The only way to put a safe gap in was to put both hands on those MTB bars bars and steer into the snow, while taking care to stay upright.



This is one of the worse bits of driving experienced for a while. In the worst road conditions Bristol has experienced for almost a year.  In terms of actions, it makes the cut for the CPS guidelines for prosecuting dangerous driving.
  • failing to have a proper and safe regard for vulnerable road users such as cyclists
  • overtaking which could not have been carried out safely;
  • disregard of traffic lights and other road signs, which, on an objective analysis, would appear to be deliberate;
And particularly:
  • a brief but obvious danger arising from a seriously dangerous manoeuvre. 
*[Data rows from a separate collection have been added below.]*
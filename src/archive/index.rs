//! Index crawler
//!
//! Enumerates the configured month range, fetches each month's index page
//! if absent, and extracts post references from every stored index page.
//! A month that failed to download is simply absent from the store and
//! contributes no references.

use crate::archive::fetcher::{fetch_into_store, FetchTally};
use crate::config::{Config, RangeConfig};
use crate::store::ContentStore;
use crate::Result;
use reqwest::Client;
use scraper::{Html, Selector};

/// Visible anchor text marking a post permalink on index pages
const POST_LINK_MARKER: &str = "[l]";

/// Iterator over every (year, month) in an inclusive month range
#[derive(Debug, Clone)]
pub struct MonthRange {
    year: i32,
    month: u32,
    end_year: i32,
    end_month: u32,
}

impl MonthRange {
    pub fn new(range: &RangeConfig) -> Self {
        Self {
            year: range.start_year,
            month: range.start_month,
            end_year: range.end_year,
            end_month: range.end_month,
        }
    }
}

impl Iterator for MonthRange {
    type Item = (i32, u32);

    fn next(&mut self) -> Option<Self::Item> {
        if (self.year, self.month) > (self.end_year, self.end_month) {
            return None;
        }
        let current = (self.year, self.month);
        if self.month == 12 {
            self.year += 1;
            self.month = 1;
        } else {
            self.month += 1;
        }
        Some(current)
    }
}

/// Derives the zero-padded `YYYYMM` identifier for a month
///
/// The identifier doubles as the store key and the index URL suffix.
pub fn month_key(year: i32, month: u32) -> String {
    format!("{}{:02}", year, month)
}

/// Fetches every missing index page in the configured range
pub async fn fetch_month_indexes(
    client: &Client,
    config: &Config,
    store: &ContentStore,
) -> Result<FetchTally> {
    let mut tally = FetchTally::default();

    for (year, month) in MonthRange::new(&config.range) {
        let key = month_key(year, month);
        let url = format!("{}{}", config.blog.month_url, key);
        let outcome = fetch_into_store(client, &url, store, &key).await?;
        tally.record(&outcome);
    }

    Ok(tally)
}

/// Extracts post references from one index page
///
/// A post reference is the href of an anchor whose visible text is exactly
/// the `[l]` marker. References come back in document order.
pub fn extract_post_refs(html: &str) -> Vec<String> {
    let document = Html::parse_document(html);
    let mut refs = Vec::new();

    if let Ok(selector) = Selector::parse("a[href]") {
        for element in document.select(&selector) {
            let text: String = element.text().collect();
            if text != POST_LINK_MARKER {
                continue;
            }
            if let Some(href) = element.value().attr("href") {
                refs.push(href.to_string());
            }
        }
    }

    refs
}

/// Extracts post references from every stored index page
///
/// All stored pages are parsed, not only the ones fetched this run, so an
/// interrupted archive resumes with the full reference set.
pub fn collect_post_refs(store: &ContentStore) -> Result<Vec<String>> {
    let mut refs = Vec::new();

    for key in store.keys()? {
        let raw = store.read(&key)?;
        let html = String::from_utf8_lossy(&raw);
        let page_refs = extract_post_refs(&html);
        tracing::debug!("{}: {} post references", key, page_refs.len());
        refs.extend(page_refs);
    }

    Ok(refs)
}

#[cfg(test)]
mod tests {
    use super::*;
    use tempfile::TempDir;

    fn range(start: (i32, u32), end: (i32, u32)) -> RangeConfig {
        RangeConfig {
            start_year: start.0,
            start_month: start.1,
            end_year: end.0,
            end_month: end.1,
        }
    }

    #[test]
    fn test_month_key_zero_pads() {
        assert_eq!(month_key(2005, 3), "200503");
        assert_eq!(month_key(2017, 12), "201712");
    }

    #[test]
    fn test_month_range_within_year() {
        let months: Vec<_> = MonthRange::new(&range((2005, 3), (2005, 5))).collect();
        assert_eq!(months, vec![(2005, 3), (2005, 4), (2005, 5)]);
    }

    #[test]
    fn test_month_range_across_years() {
        let months: Vec<_> = MonthRange::new(&range((2005, 11), (2006, 2))).collect();
        assert_eq!(months, vec![(2005, 11), (2005, 12), (2006, 1), (2006, 2)]);
    }

    #[test]
    fn test_month_range_single_month() {
        let months: Vec<_> = MonthRange::new(&range((2017, 2), (2017, 2))).collect();
        assert_eq!(months, vec![(2017, 2)]);
    }

    #[test]
    fn test_extract_post_refs_in_document_order() {
        let html = r#"<html><body><ul>
            <li><a href="?ts=aaa">[l]</a> first post</li>
            <li><a href="?ts=bbb">[l]</a> second post</li>
            <li><a href="?ts=ccc">[l]</a> third post</li>
        </ul></body></html>"#;
        assert_eq!(extract_post_refs(html), vec!["?ts=aaa", "?ts=bbb", "?ts=ccc"]);
    }

    #[test]
    fn test_extract_post_refs_ignores_other_anchors() {
        let html = r#"<html><body>
            <a href="?mon=200502">previous month</a>
            <a href="?ts=aaa">[l]</a>
            <a href="https://www.heise.de/">[link]</a>
            <a href="?ts=zzz">permalink</a>
        </body></html>"#;
        assert_eq!(extract_post_refs(html), vec!["?ts=aaa"]);
    }

    #[test]
    fn test_extract_post_refs_empty_page() {
        assert!(extract_post_refs("<html><body></body></html>").is_empty());
    }

    #[test]
    fn test_collect_post_refs_over_all_pages() {
        let dir = TempDir::new().unwrap();
        let store = ContentStore::create(dir.path().join("month")).unwrap();
        store
            .write("200504", br#"<a href="?ts=bbb">[l]</a>"#)
            .unwrap();
        store
            .write("200503", br#"<a href="?ts=aaa">[l]</a>"#)
            .unwrap();

        // Keys iterate sorted, so references come back in month order
        let refs = collect_post_refs(&store).unwrap();
        assert_eq!(refs, vec!["?ts=aaa", "?ts=bbb"]);
    }
}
Let's see what happens. Filing planned for Saturday, with the full "dull" long video and a detailed statement; will do a followup in the week to make sure the NIP is in the post, then we'll see whether this makes the cut as something worthy of the CPS's time. Oh and this time: ruthlessness from our side. Missing report: escalate. Failure to prosecute: escalate and publicise.

If A&S police don't do better than they have done in the 2014 and 2016 experiments, they may as well cancel their safe passing program and give out Nissan Notes instead.